Under the terms of the agreement, which has been unanimously approved by each company’s Board of Directors, Lockheed Martin will acquire Aerojet Rocketdyne for $56.00 per share in cash, representing a premium of approximately 33% to Aerojet Rocketdyne’s closing stock price on December 18, 2020, and a premium of approximately 42% to the Company’s volume-weighted average stock price (“VWAP”) for the last 90 trading days.
As part of the transaction, Aerojet Rocketdyne declared a $5.00 per share pre-closing special dividend to holders of its common shares and convertible senior notes, on an as-converted basis. The special dividend will be paid on March 24, 2021, to holders of record as of March 10, 2021. The payment of this special dividend, unless revoked, will adjust the consideration to be paid by Lockheed Martin to $51.00 per share at closing.

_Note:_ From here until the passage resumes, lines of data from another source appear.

//! Loading indicator

use leptos::prelude::*;

/// Loading spinner shown while a list fetch is in flight
#[component]
pub fn Loading() -> impl IntoView {
    view! {
        <div class="loading">
            <div class="spinner"></div>
            <p>"Loading..."</p>
        </div>
    }
}
//! JSON handlers exposing the shell's session state

use crate::state::AppState;
use axum::{extract::State, response::Json};
use std::sync::Arc;
use tracing::info;

/// Report whether the shell currently holds a session
pub async fn session_status(State(state): State<Arc<AppState>>) -> Json<serde_json::Value> {
    let session = state.session.current();
    match session {
        Some(session) => Json(serde_json::json!({
            "authenticated": true,
            "puid": session.puid,
            "establishedAt": session.established_at,
        })),
        None => Json(serde_json::json!({ "authenticated": false })),
    }
}

/// Clear the shell's session
pub async fn logout(State(state): State<Arc<AppState>>) -> Json<serde_json::Value> {
    info!("clearing session on logout");
    state.session.clear();
    Json(serde_json::json!({ "authenticated": false }))
}

/// Health check endpoint
pub async fn health_check() -> &'static str {
    "OK"
}

#[cfg(test)]
#[allow(clippy::missing_panics_doc)]
mod tests {
    use super::*;
    use aivision_core::Config;

    #[test]
    fn test_health_check() {
        assert_eq!(tokio_test::block_on(health_check()), "OK");
    }

    #[test]
    fn test_session_status_reflects_store() {
        let state = Arc::new(AppState::new(Config::default()));

        let Json(body) = tokio_test::block_on(session_status(State(state.clone())));
        assert_eq!(body["authenticated"], false);

        state.session.establish("tok", 9);
        let Json(body) = tokio_test::block_on(session_status(State(state.clone())));
        assert_eq!(body["authenticated"], true);
        assert_eq!(body["puid"], 9);
    }

    #[test]
    fn test_logout_clears_session() {
        let state = Arc::new(AppState::new(Config::default()));
        state.session.establish("tok", 9);

        let Json(body) = tokio_test::block_on(logout(State(state.clone())));
        assert_eq!(body["authenticated"], false);
        assert!(!state.session.is_authenticated());
    }
}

“We are pleased to bring together our complementary companies in a transformative transaction that will provide premium cash value for our stockholders and tremendous benefits for our employees, customers and partners,” said Eileen P. Drake, CEO and President of Aerojet Rocketdyne. “Joining Lockheed Martin is a testament to the world-class organization and team we’ve built and represents a natural next phase of our evolution. As part of Lockheed Martin, we will bring our advanced technologies together with their substantial expertise and resources to accelerate our shared purpose: enabling the defense of our nation and space exploration. On behalf of the Aerojet Rocketdyne Board and management team, I’d like to thank all of our employees for their unwavering dedication and focus in helping us achieve this great milestone.”
The transaction is expected to close in the second half of 2021 and is subject to the satisfaction of customary closing conditions, including regulatory approvals and approval by Aerojet Rocketdyne’s stockholders. A transition team will be formed to allow for seamless integration and ensure continuity for customers, employees and other stakeholders.